* **WORK ITEM**:
Print the lines of the data, starting with the first, up to and including the line where "pub fn recompute_curve(&mut" appears.

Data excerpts
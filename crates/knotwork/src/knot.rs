use knotwork_engine::paint::Color;

use crate::canvas::Canvas;
use crate::figure::Figure;
use crate::geometry::Vec2d;
use crate::polyline::Polyline;

/// Samples per anchor when nothing else is configured.
pub const DEFAULT_RESOLUTION: usize = 15;

/// Weighted blend of `points[0..=degree]`.
///
/// `blend(p, a, 0) = p[0]` and
/// `blend(p, a, d) = p[d] * a + blend(p, a, d - 1) * (1 - a)`,
/// evaluated bottom-up.
///
/// # Panics
/// If `degree >= points.len()`.
pub fn blend(points: &[Vec2d], alpha: f64, degree: usize) -> Vec2d {
    points[1..=degree]
        .iter()
        .fold(points[0], |acc, &p| p * alpha + acc * (1.0 - alpha))
}

/// [`blend`] over the whole window. `None` for an empty window.
pub fn blend_window(points: &[Vec2d], alpha: f64) -> Option<Vec2d> {
    let degree = points.len().checked_sub(1)?;
    Some(blend(points, alpha, degree))
}

/// Closed smooth curve through a moving set of anchors.
///
/// Every anchor `a[i]` contributes `resolution` samples blended over the
/// window `(mid(a[i-2], a[i-1]), a[i-1], mid(a[i-1], a[i]))`, indices
/// wrapping around. The curve is rebuilt on each `advance`; with fewer than
/// three anchors it is empty.
pub struct Knot {
    anchors: Polyline,
    curve: Vec<Vec2d>,
    resolution: usize,
}

impl Knot {
    pub fn new() -> Self {
        Self::from_polyline(Polyline::new())
    }

    pub fn with_seed(seed: u64) -> Self {
        Self::from_polyline(Polyline::with_seed(seed))
    }

    fn from_polyline(anchors: Polyline) -> Self {
        Self { anchors, curve: Vec::new(), resolution: DEFAULT_RESOLUTION }
    }

    /// Sets samples per anchor; clamped to at least 1.
    pub fn with_resolution(mut self, resolution: usize) -> Self {
        self.resolution = resolution.max(1);
        self
    }

    pub fn polyline(&self) -> &Polyline {
        &self.anchors
    }

    pub fn polyline_mut(&mut self) -> &mut Polyline {
        &mut self.anchors
    }

    /// Derived curve points from the last recomputation.
    pub fn curve(&self) -> &[Vec2d] {
        &self.curve
    }

    pub fn resolution(&self) -> usize {
        self.resolution
    }

    pub fn recompute_curve(&mut self) {
        self.curve.clear();

        let a = self.anchors.points();
        let n = a.len();
        if n < 3 {
            return;
        }

        let resolution = self.resolution;
        self.curve.reserve(n * resolution);
        let step = resolution as f64;

        for i in 0..n {
            // i-1 and i-2 wrap to the tail for the first anchors.
            let prev = a[(i + n - 1) % n];
            let prev2 = a[(i + n - 2) % n];
            let window = [Vec2d::midpoint(prev2, prev), prev, Vec2d::midpoint(prev, a[i])];

            self.curve
                .extend((0..resolution).filter_map(|k| blend_window(&window, k as f64 / step)));
        }
    }

    /// Physics step followed by a curve rebuild.
    pub fn advance(&mut self, width: f64, height: f64) {
        self.anchors.advance(width, height);
        self.recompute_curve();
    }

    /// Renders the derived curve as a closed polyline.
    pub fn draw_outline(&self, canvas: &mut Canvas<'_>, width: f32, color: Color) {
        canvas.closed_polyline(&self.curve, width, color);
    }

    pub fn increase_resolution(&mut self) {
        self.resolution += 1;
    }

    pub fn decrease_resolution(&mut self) {
        self.resolution = self.resolution.saturating_sub(1).max(1);
    }
}

impl Default for Knot {
    fn default() -> Self {
        Self::new()
    }
}

impl Figure for Knot {
    fn advance(&mut self, width: f64, height: f64) {
        Knot::advance(self, width, height);
    }

    fn draw_anchors(&self, canvas: &mut Canvas<'_>, radius: f32, color: Color) {
        self.anchors.draw_anchors(canvas, radius, color);
    }

    fn draw_outline(&self, canvas: &mut Canvas<'_>, width: f32, color: Color) {
        Knot::draw_outline(self, canvas, width, color);
    }

    fn add_anchor(&mut self, position: Vec2d) {
        self.anchors.add_anchor(position);
    }

    fn remove_anchor(&mut self, position: Vec2d) -> bool {
        self.anchors.remove_anchor(position)
    }

    fn clear(&mut self) {
        self.anchors.clear();
        self.curve.clear();
    }

    fn increase_resolution(&mut self) {
        Knot::increase_resolution(self);
    }

    fn decrease_resolution(&mut self) {
        Knot::decrease_resolution(self);
    }

    fn resolution(&self) -> Option<usize> {
        Some(self.resolution)
    }

    fn anchors(&self) -> &[Vec2d] {
        self.anchors.points()
    }
}

#[cfg(test)]
mod tests {
    use super::*;
    use knotwork_engine::scene::DrawList;

    fn v(x: f64, y: f64) -> Vec2d {
        Vec2d::new(x, y)
    }

    fn recursive_blend(points: &[Vec2d], alpha: f64, degree: usize) -> Vec2d {
        if degree == 0 {
            return points[0];
        }
        points[degree] * alpha + recursive_blend(points, alpha, degree - 1) * (1.0 - alpha)
    }

    fn knot_with(points: &[Vec2d], resolution: usize) -> Knot {
        let mut knot = Knot::with_seed(3).with_resolution(resolution);
        for &p in points {
            knot.polyline_mut().add_anchor_with_velocity(p, Vec2d::ZERO);
        }
        knot.recompute_curve();
        knot
    }

    #[test]
    fn blend_endpoints() {
        let pts = [v(1.0, 2.0), v(5.0, 7.0), v(9.0, -3.0)];
        assert_eq!(blend(&pts, 0.0, 2), pts[0]);
        assert_eq!(blend(&pts, 1.0, 1), pts[1]);
        assert_eq!(blend(&pts, 0.3, 0), pts[0]);
    }

    #[test]
    fn fold_matches_recursion() {
        let pts = [v(0.0, 0.0), v(10.0, 3.0), v(7.5, 12.0), v(-4.0, 1.0)];
        for k in 0..=20 {
            let alpha = k as f64 / 20.0;
            for degree in 0..pts.len() {
                assert_eq!(blend(&pts, alpha, degree), recursive_blend(&pts, alpha, degree));
            }
        }
    }

    #[test]
    fn blend_window_uses_full_degree() {
        let pts = [v(0.0, 0.0), v(4.0, 0.0), v(4.0, 4.0)];
        assert_eq!(blend_window(&pts, 0.5), Some(blend(&pts, 0.5, 2)));
        assert_eq!(blend_window(&[], 0.5), None);
    }

    #[test]
    fn fewer_than_three_anchors_give_no_curve() {
        let knot = knot_with(&[v(0.0, 0.0), v(10.0, 0.0)], 15);
        assert!(knot.curve().is_empty());
    }

    #[test]
    fn curve_has_resolution_samples_per_anchor() {
        let knot = knot_with(&[v(0.0, 0.0), v(10.0, 0.0), v(10.0, 10.0)], 4);
        assert_eq!(knot.curve().len(), 12);
        for p in knot.curve() {
            assert!(!knot.polyline().points().contains(p), "{p:?} is a raw anchor");
        }

        let knot = knot_with(&[v(0.0, 0.0), v(10.0, 0.0), v(10.0, 10.0), v(0.0, 10.0)], 15);
        assert_eq!(knot.curve().len(), 60);
    }

    #[test]
    fn first_sample_is_window_start() {
        let knot = knot_with(&[v(0.0, 0.0), v(10.0, 0.0), v(10.0, 10.0)], 4);
        // i = 0: window starts at mid(a[-2], a[-1]) = mid((10,0), (10,10)).
        assert_eq!(knot.curve()[0], v(10.0, 5.0));
    }

    #[test]
    fn resolution_is_floor_clamped() {
        let mut knot = Knot::with_seed(0).with_resolution(1);
        knot.decrease_resolution();
        knot.decrease_resolution();
        assert_eq!(knot.resolution(), 1);
        knot.increase_resolution();
        assert_eq!(knot.resolution(), 2);

        assert_eq!(Knot::with_seed(0).with_resolution(0).resolution(), 1);
        assert_eq!(Knot::new().resolution(), DEFAULT_RESOLUTION);
    }

    #[test]
    fn resolution_change_applies_on_next_recompute() {
        let mut knot = knot_with(&[v(0.0, 0.0), v(10.0, 0.0), v(10.0, 10.0)], 4);
        knot.increase_resolution();
        assert_eq!(knot.curve().len(), 12);
        knot.advance(800.0, 600.0);
        assert_eq!(knot.curve().len(), 15);
    }

    #[test]
    fn outline_draws_curve_not_anchors() {
        let knot = knot_with(&[v(0.0, 0.0), v(10.0, 0.0), v(10.0, 10.0)], 4);
        let mut dl = DrawList::new();
        let mut canvas = Canvas::new(&mut dl, 800.0, 600.0);
        Figure::draw_outline(&knot, &mut canvas, 3.0, Color::WHITE);
        assert_eq!(dl.len(), 12);
    }

    #[test]
    fn clear_empties_anchors_and_curve() {
        let mut knot = knot_with(&[v(0.0, 0.0), v(10.0, 0.0), v(10.0, 10.0)], 4);
        Figure::clear(&mut knot);
        assert_eq!(knot.anchor_count(), 0);
        assert!(knot.curve().is_empty());
    }
}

* **SOLUTION BELOW**:
filename crates/knotwork/src/knot.rs
use knotwork_engine::paint::Color;

use crate::canvas::Canvas;
use crate::figure::Figure;
use crate::geometry::Vec2d;
use crate::polyline::Polyline;

/// Samples per anchor when nothing else is configured.
pub const DEFAULT_RESOLUTION: usize = 15;

/// Weighted blend of `points[0..=degree]`.
///
/// `blend(p, a, 0) = p[0]` and
/// `blend(p, a, d) = p[d] * a + blend(p, a, d - 1) * (1 - a)`,
/// evaluated bottom-up.
///
/// # Panics
/// If `degree >= points.len()`.
pub fn blend(points: &[Vec2d], alpha: f64, degree: usize) -> Vec2d {
    points[1..=degree]
        .iter()
        .fold(points[0], |acc, &p| p * alpha + acc * (1.0 - alpha))
}

/// [`blend`] over the whole window. `None` for an empty window.
pub fn blend_window(points: &[Vec2d], alpha: f64) -> Option<Vec2d> {
    let degree = points.len().checked_sub(1)?;
    Some(blend(points, alpha, degree))
}

/// Closed smooth curve through a moving set of anchors.
///
/// Every anchor `a[i]` contributes `resolution` samples blended over the
/// window `(mid(a[i-2], a[i-1]), a[i-1], mid(a[i-1], a[i]))`, indices
/// wrapping around. The curve is rebuilt on each `advance`; with fewer than
/// three anchors it is empty.
pub struct Knot {
    anchors: Polyline,
    curve: Vec<Vec2d>,
    resolution: usize,
}

impl Knot {
    pub fn new() -> Self {
        Self::from_polyline(Polyline::new())
    }

    pub fn with_seed(seed: u64) -> Self {
        Self::from_polyline(Polyline::with_seed(seed))
    }

    fn from_polyline(anchors: Polyline) -> Self {
        Self { anchors, curve: Vec::new(), resolution: DEFAULT_RESOLUTION }
    }

    /// Sets samples per anchor; clamped to at least 1.
    pub fn with_resolution(mut self, resolution: usize) -> Self {
        self.resolution = resolution.max(1);
        self
    }

    pub fn polyline(&self) -> &Polyline {
        &self.anchors
    }

    pub fn polyline_mut(&mut self) -> &mut Polyline {
        &mut self.anchors
    }

    /// Derived curve points from the last recomputation.
    pub fn curve(&self) -> &[Vec2d] {
        &self.curve
    }

    pub fn resolution(&self) -> usize {
        self.resolution
    }

    pub fn recompute_curve(&mut self) {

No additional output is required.